Ein Anlageberater hat den Anleger auf ihm von dritter Seite zufließende Provisionen hinzuweisen, wenn der Anleger - etwa wegen der Verrechnung eines Ausgabeaufschlags durch den Berater - nicht mit solchen (weiteren) Zahlungen und der damit verbundenen Gefahr einer Interessenkollision rechnen muss
GZ 2 Ob 99/16x, 27.04.2017
OGH: Durch Kick-back-Vereinbarungen (Retrozessionen) entsteht ein Anreiz für den Wertpapierdienstleister, sowohl bei der Auswahl der Bankverbindung als auch hinsichtlich der Anzahl und des Umfangs der für den Kunden über die Bank abzuwickelnden Geschäfte nicht allein das Interesse des Kunden, sondern auch das eigene Interesse an möglichst umfangreichen Vergütungen zu berücksichtigen. Dies könnte insbesondere bei der Vermögensverwaltung zu einer Vermehrung der Transaktionen und damit zu einer Preistreiberei führen. Diese zur Vermögensverwaltung entwickelten Rsp mag in Fällen bedenklich sein, in denen der Kunde tatsächlich damit rechnen muss, dass der Berater Provisionen vom Emittenten oder von dessen Vertriebspartner erhält. Das wird (jedenfalls für die Zeit vor Inkrafttreten des WAG 2007) dann anzunehmen sein, wenn die Beratung für den Kunden unentgeltlich erfolgte. Denn dann liegt auch für ihn auf der Hand, dass eben der Emittent oder dessen Vertriebspartner den Berater entlohnt.

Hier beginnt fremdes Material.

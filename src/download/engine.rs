//! Batch fetching of many URLs with bounded concurrency.
//!
//! A failing URL is logged and recorded in the report; it never aborts the
//! rest of the batch.
//!
//! # Example
//!
//! ```no_run
//! use feed_downloader::download::{Downloader, DownloaderConfig, FetchEngine};
//! use std::path::Path;
//!
//! # async fn example() -> Result<(), Box<dyn std::error::Error>> {
//! let downloader = Downloader::new(DownloaderConfig::default())?;
//! let engine = FetchEngine::new(8)?;
//! let urls = vec!["https://example.com/a.xml".to_string()];
//! let report = engine.fetch_all(&downloader, urls, Path::new("./feeds")).await?;
//! println!("Completed: {}, Failed: {}", report.completed(), report.failed());
//! # Ok(())
//! # }
//! ```

use std::path::{Path, PathBuf};
use std::sync::Arc;

use serde::Serialize;
use tokio::sync::Semaphore;
use tracing::{debug, info, instrument, warn};

use super::client::Downloader;
use super::error::DownloadError;
use super::output::save_body;

/// Minimum allowed concurrency value.
const MIN_CONCURRENCY: usize = 1;

/// Maximum allowed concurrency value.
const MAX_CONCURRENCY: usize = 100;

/// Default concurrency if not specified.
pub const DEFAULT_CONCURRENCY: usize = 4;

/// Error type for batch engine operations.
#[derive(Debug, thiserror::Error)]
pub enum EngineError {
    /// Invalid concurrency value provided.
    #[error(
        "invalid concurrency value {value}: must be between {MIN_CONCURRENCY} and {MAX_CONCURRENCY}"
    )]
    InvalidConcurrency {
        /// The invalid value that was provided.
        value: usize,
    },

    /// Semaphore was closed unexpectedly.
    #[error("semaphore closed unexpectedly")]
    SemaphoreClosed,
}

/// Result of fetching one URL.
#[derive(Debug, Clone, Serialize)]
#[serde(tag = "result", rename_all = "snake_case")]
pub enum Outcome {
    /// Body fetched, normalized and written to disk.
    Saved {
        /// File the body was written to.
        path: PathBuf,
        /// Final content type, if the response carried one.
        content_type: Option<String>,
        /// Body length in bytes.
        bytes: usize,
    },
    /// The URL was skipped.
    Failed {
        /// Machine-readable failure kind.
        kind: &'static str,
        /// Human-readable failure detail.
        error: String,
    },
}

/// Per-URL entry in a [`BatchReport`].
#[derive(Debug, Clone, Serialize)]
pub struct FetchOutcome {
    /// URL as given in the input.
    pub url: String,
    /// What happened to it.
    #[serde(flatten)]
    pub outcome: Outcome,
}

impl FetchOutcome {
    /// Returns true if the body was saved.
    #[must_use]
    pub fn is_saved(&self) -> bool {
        matches!(self.outcome, Outcome::Saved { .. })
    }
}

/// Outcomes of a batch, in input order.
#[derive(Debug, Clone, Default, Serialize)]
pub struct BatchReport {
    /// One entry per input URL.
    pub outcomes: Vec<FetchOutcome>,
}

impl BatchReport {
    /// Number of URLs whose body was saved.
    #[must_use]
    pub fn completed(&self) -> usize {
        self.outcomes.iter().filter(|o| o.is_saved()).count()
    }

    /// Number of URLs that were skipped.
    #[must_use]
    pub fn failed(&self) -> usize {
        self.outcomes.len() - self.completed()
    }

    /// Total number of URLs processed.
    #[must_use]
    pub fn total(&self) -> usize {
        self.outcomes.len()
    }
}

/// Concurrent batch fetcher.
///
/// A semaphore permit is acquired before each fetch task is spawned and
/// released when the task ends, so at most `concurrency` fetches (and
/// pipeline runs) are in flight.
#[derive(Debug)]
pub struct FetchEngine {
    semaphore: Arc<Semaphore>,
    concurrency: usize,
}

impl FetchEngine {
    /// Creates an engine allowing `concurrency` fetches at once.
    ///
    /// # Errors
    ///
    /// Returns [`EngineError::InvalidConcurrency`] if the value is outside
    /// the valid range (1-100).
    #[instrument(level = "debug")]
    pub fn new(concurrency: usize) -> Result<Self, EngineError> {
        if !(MIN_CONCURRENCY..=MAX_CONCURRENCY).contains(&concurrency) {
            return Err(EngineError::InvalidConcurrency { value: concurrency });
        }
        Ok(Self {
            semaphore: Arc::new(Semaphore::new(concurrency)),
            concurrency,
        })
    }

    /// Returns the configured concurrency limit.
    #[must_use]
    pub fn concurrency(&self) -> usize {
        self.concurrency
    }

    /// Fetches every URL and writes each accepted body into `output_dir`.
    ///
    /// # Errors
    ///
    /// Returns [`EngineError::SemaphoreClosed`] if the semaphore is closed.
    /// Individual fetch failures do NOT cause this method to error; they are
    /// logged and recorded as [`Outcome::Failed`].
    #[instrument(skip(self, downloader, urls), fields(count = urls.len(), output_dir = %output_dir.display()))]
    pub async fn fetch_all(
        &self,
        downloader: &Downloader,
        urls: Vec<String>,
        output_dir: &Path,
    ) -> Result<BatchReport, EngineError> {
        let mut handles = Vec::with_capacity(urls.len());

        info!("starting batch");

        for url in urls {
            let permit = self
                .semaphore
                .clone()
                .acquire_owned()
                .await
                .map_err(|_| EngineError::SemaphoreClosed)?;

            let downloader = downloader.clone();
            let output_dir = output_dir.to_path_buf();
            let task_url = url.clone();

            let handle = tokio::spawn(async move {
                let _permit = permit;
                fetch_and_save(&downloader, &task_url, &output_dir).await
            });
            handles.push((url, handle));
        }

        debug!(task_count = handles.len(), "waiting for fetches to complete");

        let mut report = BatchReport::default();
        for (url, handle) in handles {
            let outcome = match handle.await {
                Ok(Ok((path, content_type, bytes))) => {
                    info!(url = %url, path = %path.display(), bytes, "saved");
                    Outcome::Saved {
                        path,
                        content_type,
                        bytes,
                    }
                }
                Ok(Err(e)) => {
                    warn!(url = %url, kind = e.kind(), error = %e, "skipping resource");
                    Outcome::Failed {
                        kind: e.kind(),
                        error: e.to_string(),
                    }
                }
                Err(e) => {
                    warn!(url = %url, error = %e, "fetch task panicked");
                    Outcome::Failed {
                        kind: "task_failed",
                        error: e.to_string(),
                    }
                }
            };
            report.outcomes.push(FetchOutcome { url, outcome });
        }

        info!(
            completed = report.completed(),
            failed = report.failed(),
            total = report.total(),
            "batch complete"
        );
        Ok(report)
    }
}

async fn fetch_and_save(
    downloader: &Downloader,
    url: &str,
    output_dir: &Path,
) -> Result<(PathBuf, Option<String>, usize), DownloadError> {
    let response = downloader.fetch(url).await?;
    let content_type = response.content_type().map(str::to_string);
    let path = save_body(output_dir, url, content_type.as_deref(), &response.body).await?;
    Ok((path, content_type, response.body.len()))
}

Anderes gilt jedoch dann, wenn der Kunde selbst ein Entgelt für die Beratung und Vermittlung der Anlage (hier: Agio) leistet. In diesem Fall muss er nicht annehmen, dass der Wertpapierdienstleister bei der Auswahl bestimmter Produkte zusätzlich Vergütungen von anderer Seite erhält und dadurch die Gefahr entsteht, dass der Dienstleister nicht ausschließlich in seinem Interesse tätig wird.
Auch vor Inkrafttreten des WAG 2007 hatte ein Anlageberater den Anleger auf ihm von dritter Seite zufließende Provisionen hinzuweisen, wenn der Anleger - etwa wegen der Verrechnung eines Ausgabeaufschlags durch den Berater - nicht mit solchen (weiteren) Zahlungen und der damit verbundenen Gefahr einer Interessenkollision rechnen musste. Eine Verletzung dieser Pflicht begründet den Anspruch auf Ersatz des im Erwerb einer nicht gewünschten Anlage liegenden Schadens, wenn der Berater nicht nachweist, dass der Erwerb der Anlage mangels Vorliegens einer Interessenkollision nicht mit der Pflichtverletzung im Rechtswidrigkeitszusammenhang steht.